Hier präsentieren wir die Daten von 14 Jahren (2000-2013), geliefert vom Aufnahmeregister, des für das Einfangen von Streunerhunden zuständigen staatlichen Tierheims (PS = publik shelter) einer italienischen Provinz. Das Ziel dieser retrospektiven Studie war es, die lokale Population von Streunerhunden zu beschreiben, deren Herkunft zu identifizieren und die Wirksamkeit der von den lokalen Behörden durchgeführten Maßnahmen zu bewerten. Im untersuchten Zeitraum wurden 7475 Hunde im PS registriert.

Trotz eines intensiven Kastrationsplanes (mit durchschnittlich 381,7 Kastrationen** pro Jahr), verringerte sich die Gesamtzahl der Hunde die im PS aufgenommen wurden, über die Jahre hinweg nicht. Die Ergebnisse weisen auf mangelndes Verantwortungsbewusstsein der Halter hin, die ihre Hunde weder kastrieren noch kennzeichnen, intakte Tiere frei streunen lassen und damit unkontrollierte und unerwünschte Würfe produzieren.

Die aktuelle Strategie für das Management der Hundepopulation, die sowohl auf Unterbringung im Tierheim, als auch auf „Einfangen-Kastrieren-Aussetzen“-Programmen basiert, ist nicht effektiv genug, um das Streuner-Phänomen zu bewältigen. Aufklärungs- und Sterilisationsprogramme** sollten integraler Bestandteil eines erfolgreich umgesetzten Kontrollplans für Streunerhunde sein. Unsere Ergebnisse liefern zusätzlich Erkenntnisse über Populationsdynamik und Steuerungssysteme von Streunerhunden, sowie wichtige Schlussfolgerungen für die Versuche, in ganz Europa, im Rahmen der örtlichen Gegebenheiten, das Streuner-Phänomen zu bewältigen.

Hintergrundinformationen
An Maßnahmen zum Management von Streunerhunden sind sowohl länderübergreifende Organisationen* (OIE und FAO) und die europäische Kommission, als auch örtliche Behörden beteiligt. Auf dem ersten OIE Seminar zum Management der Streunerhunde im Balkan berichteten z.B. 60 % der beteiligten Länder von einer Zunahme der Streuner-Population und alle bis auf zwei Länder zudem von Tollwut bei Wild- und Haustieren.

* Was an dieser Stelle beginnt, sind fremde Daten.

//! Bootstrap DDL for the three tables the storage engine reads and writes.
//!
//! Every statement is `CREATE TABLE IF NOT EXISTS`; this is not a migration
//! system and never alters an existing table.

use ecomm_data::DataError;

use crate::backend::DbPool;
use crate::error::SqlxErrorExt;

#[cfg(all(feature = "sqlite", not(feature = "mysql")))]
pub const DDL: &[&str] = &[
    "CREATE TABLE IF NOT EXISTS products (
        id INTEGER PRIMARY KEY AUTOINCREMENT,
        name TEXT NOT NULL,
        image TEXT NOT NULL,
        category TEXT NOT NULL,
        description TEXT NOT NULL,
        rating INTEGER NOT NULL,
        num_reviews INTEGER NOT NULL,
        price REAL NOT NULL,
        count_in_stock INTEGER NOT NULL,
        created_at DATETIME NOT NULL,
        updated_at DATETIME
    )",
    "CREATE TABLE IF NOT EXISTS orders (
        id INTEGER PRIMARY KEY AUTOINCREMENT,
        payment_method TEXT NOT NULL,
        tax_price REAL NOT NULL,
        shipping_price REAL NOT NULL,
        total_price REAL NOT NULL,
        created_at DATETIME NOT NULL,
        updated_at DATETIME
    )",
    "CREATE TABLE IF NOT EXISTS order_items (
        id INTEGER PRIMARY KEY AUTOINCREMENT,
        name TEXT NOT NULL,
        quantity INTEGER NOT NULL CHECK (quantity > 0),
        image TEXT NOT NULL,
        price REAL NOT NULL,
        product_id INTEGER NOT NULL,
        order_id INTEGER NOT NULL REFERENCES orders (id)
    )",
    "CREATE INDEX IF NOT EXISTS idx_order_items_order_id ON order_items (order_id)",
];

#[cfg(feature = "mysql")]
pub const DDL: &[&str] = &[
    "CREATE TABLE IF NOT EXISTS products (
        id BIGINT NOT NULL AUTO_INCREMENT PRIMARY KEY,
        name VARCHAR(255) NOT NULL,
        image VARCHAR(255) NOT NULL,
        category VARCHAR(255) NOT NULL,
        description TEXT NOT NULL,
        rating INT NOT NULL,
        num_reviews INT NOT NULL,
        price DOUBLE NOT NULL,
        count_in_stock BIGINT NOT NULL,
        created_at DATETIME(6) NOT NULL,
        updated_at DATETIME(6) NULL
    )",
    "CREATE TABLE IF NOT EXISTS orders (
        id BIGINT NOT NULL AUTO_INCREMENT PRIMARY KEY,
        payment_method VARCHAR(255) NOT NULL,
        tax_price DOUBLE NOT NULL,
        shipping_price DOUBLE NOT NULL,
        total_price DOUBLE NOT NULL,
        created_at DATETIME(6) NOT NULL,
        updated_at DATETIME(6) NULL
    )",
    "CREATE TABLE IF NOT EXISTS order_items (
        id BIGINT NOT NULL AUTO_INCREMENT PRIMARY KEY,
        name VARCHAR(255) NOT NULL,
        quantity INT NOT NULL CHECK (quantity > 0),
        image VARCHAR(255) NOT NULL,
        price DOUBLE NOT NULL,
        product_id BIGINT NOT NULL,
        order_id BIGINT NOT NULL,
        INDEX idx_order_items_order_id (order_id),
        CONSTRAINT fk_order_items_order FOREIGN KEY (order_id) REFERENCES orders (id)
    )",
];

/// Create any missing table.
pub async fn ensure_schema(pool: &DbPool) -> Result<(), DataError> {
    for statement in DDL.iter().copied() {
        sqlx::query(statement)
            .execute(pool)
            .await
            .map_err(|e| e.into_write_error("applying schema"))?;
    }
    tracing::info!(statements = DDL.len(), "schema ensured");
    Ok(())
}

Das italienische Gesetz 281/1991 zum Schutz von Haustieren und Streunerhunden, fördert die Kennzeichnung, Registrierung und Fortpflanzungskontrolle von Hunden und soll streunende und ausgesetzte Tiere schützen. Obwohl 72 % der Halter von der Kennzeichnungspflicht ihres Hundes wissen, befolgt sie nur die Hälfte. Das Gesetz verbietet die Euthanasie von streunenden Tieren, soweit sie nicht schwer / unheilbar krank sind oder sich als gefährlich erwiesen haben. Das Gesetz bietet jedoch keine Standards für das Management der Streuner. ........................................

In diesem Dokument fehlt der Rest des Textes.